Na ação original de usucapião, o casal — um carpinteiro e uma auxiliar de limpeza de supermercado vivendo em união estável — apresentou documentos como holerite, extratos bancários e declaração de isenção de IR, buscando a gratuidade judicial. A solicitação inicial foi negada pela juíza de Direito Patrícia Martins Conceição, da 2ª vara de Registros Públicos de SP, com a justificativa de que os documentos apresentados eram insuficientes para comprovar a situação econômica do casal.

Foi destacado que, apesar da solicitação para a apresentação de documentos adicionais como cópias da carteira de trabalho e declarações de IR, o casal não atendeu completamente a essas exigências.

Adicionalmente, a juíza mencionou que, somados, os requerentes possuem 19 contas bancárias, informação obtida através de pesquisa realizada por ela junto ao sistema Sisbajud.

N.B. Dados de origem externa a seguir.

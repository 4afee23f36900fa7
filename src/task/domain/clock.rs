//! Clock pinned to one instant.

use chrono::{DateTime, Local, NaiveDateTime, TimeZone, Utc};
use mockable::Clock;

/// A [`Clock`] that always reports the same local instant.
///
/// Used to render the task list as of a chosen time and to freeze "now" in
/// tests.
#[derive(Debug, Clone, Copy, PartialEq, Eq)]
pub struct FixedClock {
    now: DateTime<Local>,
}

impl FixedClock {
    /// Creates a clock reporting `now`.
    #[must_use]
    pub const fn new(now: DateTime<Local>) -> Self {
        Self { now }
    }

    /// Creates a clock from local wall-clock time.
    ///
    /// Returns `None` when the wall-clock time does not exist locally, as in
    /// a daylight-saving gap. Ambiguous times resolve to the earlier instant.
    #[must_use]
    pub fn from_local(now: NaiveDateTime) -> Option<Self> {
        Local.from_local_datetime(&now).earliest().map(Self::new)
    }
}

impl Clock for FixedClock {
    fn local(&self) -> DateTime<Local> {
        self.now
    }

    fn utc(&self) -> DateTime<Utc> {
        self.now.with_timezone(&Utc)
    }
}
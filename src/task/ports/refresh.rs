//! Change notifications fired after task mutations.

use crate::task::domain::TaskRecord;

/// Observer of successful mutations.
pub trait TaskChangeListener: Send + Sync {
    /// Called after every successful mutation, with the created record for
    /// an add and `None` otherwise.
    fn on_task_change(&self, created: Option<&TaskRecord>);
}
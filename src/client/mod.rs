//! Connection settings and shared HTTP plumbing for the task service.
//!
//! The remote service exposes both the task endpoints and the metrics
//! endpoint, so the task and metrics adapters share one [`ApiClient`] built
//! from an explicitly constructed [`ServiceConfig`].

mod api;
mod config;
mod error;

pub use api::ApiClient;
pub use config::{
    BASE_URL_ENV, ConfigError, DEFAULT_BASE_URL, DEFAULT_METRICS_PATH, DEFAULT_TIMEOUT_MS,
    METRICS_PATH_ENV, ServiceConfig, TIMEOUT_MS_ENV,
};
pub use error::{ServiceError, ServiceResult};
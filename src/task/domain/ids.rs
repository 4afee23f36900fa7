//! Identifier type for task records.

use serde::{Deserialize, Deserializer, Serialize};
use std::fmt;

/// Opaque, service-assigned task identifier.
///
/// The service currently sends integers; strings are accepted as well and
/// the textual form is kept either way.
#[derive(Debug, Clone, PartialEq, Eq, Hash, PartialOrd, Ord, Serialize)]
#[serde(transparent)]
pub struct TaskId(String);

impl TaskId {
    /// Creates an identifier from its textual form.
    #[must_use]
    pub fn new(value: impl Into<String>) -> Self {
        Self(value.into())
    }

    /// Returns the identifier as `str`.
    #[must_use]
    pub fn as_str(&self) -> &str {
        &self.0
    }
}

impl From<u64> for TaskId {
    fn from(value: u64) -> Self {
        Self(value.to_string())
    }
}

impl From<&str> for TaskId {
    fn from(value: &str) -> Self {
        Self(value.to_owned())
    }
}

impl AsRef<str> for TaskId {
    fn as_ref(&self) -> &str {
        self.as_str()
    }
}

impl fmt::Display for TaskId {
    fn fmt(&self, f: &mut fmt::Formatter<'_>) -> fmt::Result {
        write!(f, "{}", self.0)
    }
}

#[derive(Deserialize)]
#[serde(untagged)]
enum RawTaskId {
    Unsigned(u64),
    Signed(i64),
    Text(String),
}

impl<'de> Deserialize<'de> for TaskId {
    fn deserialize<D>(deserializer: D) -> Result<Self, D::Error>
    where
        D: Deserializer<'de>,
    {
        let id = match RawTaskId::deserialize(deserializer)? {
            RawTaskId::Unsigned(value) => value.to_string(),
            RawTaskId::Signed(value) => value.to_string(),
            RawTaskId::Text(value) => value,
        };
        Ok(Self(id))
    }
}
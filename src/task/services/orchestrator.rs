//! Sequencing of task mutations and the refreshes that follow them.

use std::sync::Arc;

use thiserror::Error;
use tracing::Instrument;
use uuid::Uuid;

use super::TaskStore;
use crate::client::ServiceError;
use crate::task::{
    domain::{NewTaskForm, TaskId, TaskRecord, TaskValidationError},
    ports::{MutationKind, Notice, NoticeSink, TaskChangeListener, TaskService},
};
use crate::view::ViewRefresh;

/// Errors returned by mutation operations.
#[derive(Debug, Clone, Error)]
pub enum MutationError {
    /// The form input was rejected before any service call.
    #[error(transparent)]
    Validation(#[from] TaskValidationError),
    /// The service call failed; a notice has been shown.
    #[error(transparent)]
    Service(#[from] ServiceError),
}

/// Result type for mutation operations.
pub type MutationResult<T> = Result<T, MutationError>;

/// Refresh callbacks of the two views that depend on task mutations.
#[derive(Clone)]
pub struct DependentViews {
    tasks: Arc<dyn ViewRefresh>,
    metrics: Arc<dyn ViewRefresh>,
}

impl DependentViews {
    /// Bundles the task view and metrics view refresh callbacks.
    #[must_use]
    pub fn new(tasks: Arc<dyn ViewRefresh>, metrics: Arc<dyn ViewRefresh>) -> Self {
        Self { tasks, metrics }
    }
}

/// Runs add, mark-done and delete against the task service and keeps the
/// task and metrics views in step with the outcome.
///
/// After every successful mutation the task view is refreshed first and the
/// metrics view second. Every service failure produces exactly one notice.
#[derive(Clone)]
pub struct MutationOrchestrator<S>
where
    S: TaskService,
{
    service: Arc<S>,
    store: TaskStore,
    views: DependentViews,
    notices: Arc<dyn NoticeSink>,
    listeners: Vec<Arc<dyn TaskChangeListener>>,
}

impl<S> MutationOrchestrator<S>
where
    S: TaskService,
{
    /// Creates an orchestrator with no change listeners.
    #[must_use]
    pub fn new(
        service: Arc<S>,
        store: TaskStore,
        views: DependentViews,
        notices: Arc<dyn NoticeSink>,
    ) -> Self {
        Self {
            service,
            store,
            views,
            notices,
            listeners: Vec::new(),
        }
    }

    /// Registers a listener fired after every successful mutation.
    #[must_use]
    pub fn with_listener(mut self, listener: Arc<dyn TaskChangeListener>) -> Self {
        self.listeners.push(listener);
        self
    }

    /// Returns the store the orchestrator updates.
    #[must_use]
    pub const fn store(&self) -> &TaskStore {
        &self.store
    }

    /// Validates `form` and creates the task.
    ///
    /// On success the created record is prepended to the store before the
    /// task and metrics views are refreshed.
    ///
    /// # Errors
    ///
    /// Returns [`MutationError::Validation`] without contacting the service
    /// when the form is invalid, or [`MutationError::Service`] when creation
    /// fails. A failed creation leaves the store untouched.
    pub async fn add(&self, form: &NewTaskForm) -> MutationResult<TaskRecord> {
        let task = form.validate().inspect_err(|err| {
            tracing::debug!(error = %err, "rejected new task input");
        })?;

        let span = mutation_span(MutationKind::Add);
        async {
            let created = self
                .service
                .create_task(&task)
                .await
                .map_err(|err| self.failed(MutationKind::Add, err))?;
            tracing::Span::current().record("task_id", created.id.as_str());
            tracing::info!(name = %created.name, "task created");

            self.store.insert_optimistic(created.clone());
            self.refresh_views().await;
            self.announce(Some(&created));
            Ok::<_, MutationError>(created)
        }
        .instrument(span)
        .await
    }

    /// Marks the task done on the service.
    ///
    /// Nothing changes locally until the refreshed list reports completion.
    ///
    /// # Errors
    ///
    /// Returns [`MutationError::Service`] when the call fails.
    pub async fn mark_done(&self, id: &TaskId) -> MutationResult<()> {
        let span = mutation_span(MutationKind::MarkDone);
        span.record("task_id", id.as_str());
        async {
            self.service
                .mark_done(id)
                .await
                .map_err(|err| self.failed(MutationKind::MarkDone, err))?;
            tracing::info!("task marked done");

            self.refresh_views().await;
            self.announce(None);
            Ok::<_, MutationError>(())
        }
        .instrument(span)
        .await
    }

    /// Deletes the task, removing it from the store before the call.
    ///
    /// The task stays hidden through the whole round trip, including when
    /// another mutation's refetch lands while this call is pending.
    ///
    /// # Errors
    ///
    /// Returns [`MutationError::Service`] when the call fails; the removed
    /// record is put back first.
    pub async fn delete(&self, id: &TaskId) -> MutationResult<()> {
        let span = mutation_span(MutationKind::Delete);
        span.record("task_id", id.as_str());
        async {
            let removed = self.store.remove_local(id);
            if let Err(err) = self.service.delete_task(id).await {
                let restored = removed.map_or_else(
                    || self.store.cancel_removal(id),
                    |record| self.store.restore(record),
                );
                tracing::debug!(restored, "delete rolled back");
                return Err(self.failed(MutationKind::Delete, err));
            }
            self.store.confirm_removed(id);
            tracing::info!("task deleted");

            self.refresh_views().await;
            self.announce(None);
            Ok(())
        }
        .instrument(span)
        .await
    }

    /// Loads both views for the first time; neither refresh waits for the
    /// other.
    pub async fn initial_load(&self) {
        tokio::join!(self.views.tasks.refresh(), self.views.metrics.refresh());
    }

    async fn refresh_views(&self) {
        self.views.tasks.refresh().await;
        self.views.metrics.refresh().await;
    }

    fn announce(&self, created: Option<&TaskRecord>) {
        for listener in &self.listeners {
            listener.on_task_change(created);
        }
    }

    fn failed(&self, kind: MutationKind, err: ServiceError) -> MutationError {
        tracing::error!(error = %err, "{}", kind.failure_headline());
        self.notices.notify(Notice::failure(kind, err.to_string()));
        MutationError::Service(err)
    }
}

fn mutation_span(kind: MutationKind) -> tracing::Span {
    tracing::info_span!(
        "mutation",
        mutation_id = %Uuid::new_v4(),
        operation = kind.as_str(),
        task_id = tracing::field::Empty,
    )
}
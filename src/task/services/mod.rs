//! Application services for the task view: the store, its refetch and the
//! mutation orchestration.

mod orchestrator;
mod refresh;
mod store;

pub use orchestrator::{DependentViews, MutationError, MutationOrchestrator, MutationResult};
pub use refresh::TaskRefresher;
pub use store::{RemovedTask, TaskStore};
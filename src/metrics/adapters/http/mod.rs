//! Metrics service adapter over HTTP/JSON.
//!
//! `GET {metrics_path}?algo=all` answers `{ "results": [AlgorithmResult] }`;
//! any single algorithm key answers one result object.

use async_trait::async_trait;
use reqwest::Method;
use serde_json::Value;

use crate::client::{ApiClient, ServiceError, ServiceResult};
use crate::metrics::{
    domain::{Algorithm, AlgorithmResult},
    ports::MetricsService,
};

const ALL_ALGORITHMS: &str = "all";

/// [`MetricsService`] backed by the remote HTTP API.
#[derive(Debug, Clone)]
pub struct HttpMetricsService {
    api: ApiClient,
}

impl HttpMetricsService {
    /// Creates the adapter over a configured client.
    #[must_use]
    pub const fn new(api: ApiClient) -> Self {
        Self { api }
    }

    async fn query(&self, algo: &str) -> ServiceResult<Value> {
        let url = self.api.endpoint(self.api.metrics_segments());
        self.api
            .send(Method::GET, url, &[("algo", algo)], None)
            .await
    }
}

#[async_trait]
impl MetricsService for HttpMetricsService {
    async fn fetch_all(&self) -> ServiceResult<Vec<AlgorithmResult>> {
        let body = self.query(ALL_ALGORITHMS).await?;
        decode_results(body)
    }

    async fn fetch_algorithm(&self, algo: &Algorithm) -> ServiceResult<AlgorithmResult> {
        let body = self.query(algo.as_str()).await?;
        serde_json::from_value(body)
            .map_err(|err| ServiceError::DataShape(format!("{algo} metrics: {err}")))
    }
}

/// Decodes a `{ "results": [...] }` payload.
///
/// `null` results mean no data yet. Entries that do not decode are skipped
/// with a warning.
fn decode_results(body: Value) -> ServiceResult<Vec<AlgorithmResult>> {
    let Value::Object(mut fields) = body else {
        return Err(ServiceError::DataShape(
            "metrics response is not an object".to_owned(),
        ));
    };
    let entries = match fields.remove("results") {
        Some(Value::Array(entries)) => entries,
        Some(Value::Null) => return Ok(Vec::new()),
        Some(_) => {
            return Err(ServiceError::DataShape(
                "`results` is not an array".to_owned(),
            ));
        }
        None => {
            return Err(ServiceError::DataShape(
                "metrics response has no `results` field".to_owned(),
            ));
        }
    };

    Ok(entries
        .into_iter()
        .filter_map(
            |entry| match serde_json::from_value::<AlgorithmResult>(entry) {
                Ok(result) => Some(result),
                Err(err) => {
                    tracing::warn!(error = %err, "skipping malformed metrics result");
                    None
                }
            },
        )
        .collect())
}
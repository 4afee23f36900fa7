//! Refresh contracts shared by the task and metrics views.
//!
//! The mutation orchestrator refreshes both views after every successful
//! mutation without knowing how either view loads its data; each view owns
//! a [`ViewRefresh`] implementation and reports a [`RefreshOutcome`].

use async_trait::async_trait;

use crate::client::ServiceError;

/// What happened to one refresh attempt.
#[derive(Debug, Clone)]
pub enum RefreshOutcome {
    /// The fetched data replaced the view's state.
    Applied,
    /// The view was detached before the response arrived; nothing changed.
    Discarded,
    /// The fetch failed; the view kept or cleared its state as documented
    /// by the refresher.
    Failed(ServiceError),
}

impl RefreshOutcome {
    /// Returns `true` for [`RefreshOutcome::Applied`].
    #[must_use]
    pub const fn is_applied(&self) -> bool {
        matches!(self, Self::Applied)
    }
}

/// Re-reads one view's data from the service.
///
/// Supplied to the mutation orchestrator by whichever component owns the
/// view. Implementations log their own failures; a refresh never fails the
/// caller.
#[async_trait]
pub trait ViewRefresh: Send + Sync {
    /// Fetches and applies the view's data.
    async fn refresh(&self);
}
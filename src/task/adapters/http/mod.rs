//! Task service adapter over HTTP/JSON.
//!
//! Endpoints:
//!
//! - `GET /tasks` → `{ "tasks": [TaskRecord] }` (`null` means no tasks)
//! - `POST /tasks` with `{ name, scheduled_time, duration_sec }` → record
//! - `PATCH /tasks/{id}` → acknowledgement
//! - `DELETE /tasks/{id}` → acknowledgement

use async_trait::async_trait;
use reqwest::Method;
use serde_json::Value;

use crate::client::{ApiClient, ServiceError, ServiceResult};
use crate::task::{
    domain::{NewTask, TaskId, TaskRecord},
    ports::TaskService,
};

const TASKS_SEGMENT: &str = "tasks";

/// [`TaskService`] backed by the remote HTTP API.
#[derive(Debug, Clone)]
pub struct HttpTaskService {
    api: ApiClient,
}

impl HttpTaskService {
    /// Creates the adapter over a configured client.
    #[must_use]
    pub const fn new(api: ApiClient) -> Self {
        Self { api }
    }
}

#[async_trait]
impl TaskService for HttpTaskService {
    async fn list_tasks(&self) -> ServiceResult<Vec<TaskRecord>> {
        let url = self.api.endpoint([TASKS_SEGMENT]);
        let body = self.api.send(Method::GET, url, &[], None).await?;
        decode_task_list(body)
    }

    async fn create_task(&self, task: &NewTask) -> ServiceResult<TaskRecord> {
        let payload = serde_json::to_value(task)
            .map_err(|err| ServiceError::DataShape(format!("create payload: {err}")))?;
        let url = self.api.endpoint([TASKS_SEGMENT]);
        let body = self
            .api
            .send(Method::POST, url, &[], Some(&payload))
            .await?;
        serde_json::from_value(body)
            .map_err(|err| ServiceError::DataShape(format!("created task: {err}")))
    }

    async fn mark_done(&self, id: &TaskId) -> ServiceResult<()> {
        let url = self.api.endpoint([TASKS_SEGMENT, id.as_str()]);
        self.api.send(Method::PATCH, url, &[], None).await?;
        Ok(())
    }

    async fn delete_task(&self, id: &TaskId) -> ServiceResult<()> {
        let url = self.api.endpoint([TASKS_SEGMENT, id.as_str()]);
        self.api.send(Method::DELETE, url, &[], None).await?;
        Ok(())
    }
}

/// Decodes a `{ "tasks": [...] }` payload.
///
/// Entries that do not decode as task records are skipped with a warning so
/// one bad row never hides the rest of the list.
fn decode_task_list(body: Value) -> ServiceResult<Vec<TaskRecord>> {
    let Value::Object(mut fields) = body else {
        return Err(ServiceError::DataShape(
            "task list response is not an object".to_owned(),
        ));
    };
    let entries = match fields.remove("tasks") {
        Some(Value::Array(entries)) => entries,
        Some(Value::Null) => Vec::new(),
        Some(_) => {
            return Err(ServiceError::DataShape(
                "`tasks` is not an array".to_owned(),
            ));
        }
        None => {
            return Err(ServiceError::DataShape(
                "task list response has no `tasks` field".to_owned(),
            ));
        }
    };

    Ok(entries
        .into_iter()
        .filter_map(|entry| match serde_json::from_value::<TaskRecord>(entry) {
            Ok(record) => Some(record),
            Err(err) => {
                tracing::warn!(error = %err, "skipping malformed task record");
                None
            }
        })
        .collect())
}
//! Notice sink that keeps every notice for later inspection.

use std::sync::{Arc, Mutex, PoisonError};

use crate::task::ports::{Notice, NoticeSink};

/// Thread-safe recorder of shown notices.
#[derive(Debug, Clone, Default)]
pub struct RecordingNotices {
    notices: Arc<Mutex<Vec<Notice>>>,
}

impl RecordingNotices {
    /// Creates an empty recorder.
    #[must_use]
    pub fn new() -> Self {
        Self::default()
    }

    /// Returns the notices shown so far, oldest first.
    #[must_use]
    pub fn notices(&self) -> Vec<Notice> {
        self.notices
            .lock()
            .unwrap_or_else(PoisonError::into_inner)
            .clone()
    }

    /// Returns how many notices were shown.
    #[must_use]
    pub fn len(&self) -> usize {
        self.notices
            .lock()
            .unwrap_or_else(PoisonError::into_inner)
            .len()
    }

    /// Returns `true` when no notice was shown.
    #[must_use]
    pub fn is_empty(&self) -> bool {
        self.len() == 0
    }
}

impl NoticeSink for RecordingNotices {
    fn notify(&self, notice: Notice) {
        self.notices
            .lock()
            .unwrap_or_else(PoisonError::into_inner)
            .push(notice);
    }
}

“Além disso, é absolutamente inverossímil que (...) viva com R$ 100,00 mensais, mas tenha recursos para contratação de advogado. (...), por outro lado, tem vínculo empregatício, mas optou, sem qualquer justificativa, por não juntar holerites, CTPS e outros documentos exigidos.”

Casal provou ser hipossuficiente.(Imagem: Freepik)

Documentação suficiente

Na análise do recurso, o relator apontou que a documentação inicial era suficiente para a concessão do benefício, indicando que ambos os requerentes são isentos de Imposto de Renda e que a renda da mulher é limitada ao salário-mínimo.

“Em vez de ser apreciada a documentação da petição inicial, foi proferida decisão ordenando a exibição de novos documentos como prova da isenção de imposto de renda, certificado de propriedade de veículos em seu nome ou certidão negativa, dentre outros. Fato é que, absurda a situação do nascedouro, os agravantes tornaram a demonstrar a situação antes indicada.”

Ainda, o desembargador destacou que “é desnecessário dizer que o cidadão sem renda não tem acesso a veículos ou estrutura básica que, facilmente, permita-lhe aquisição de bens”.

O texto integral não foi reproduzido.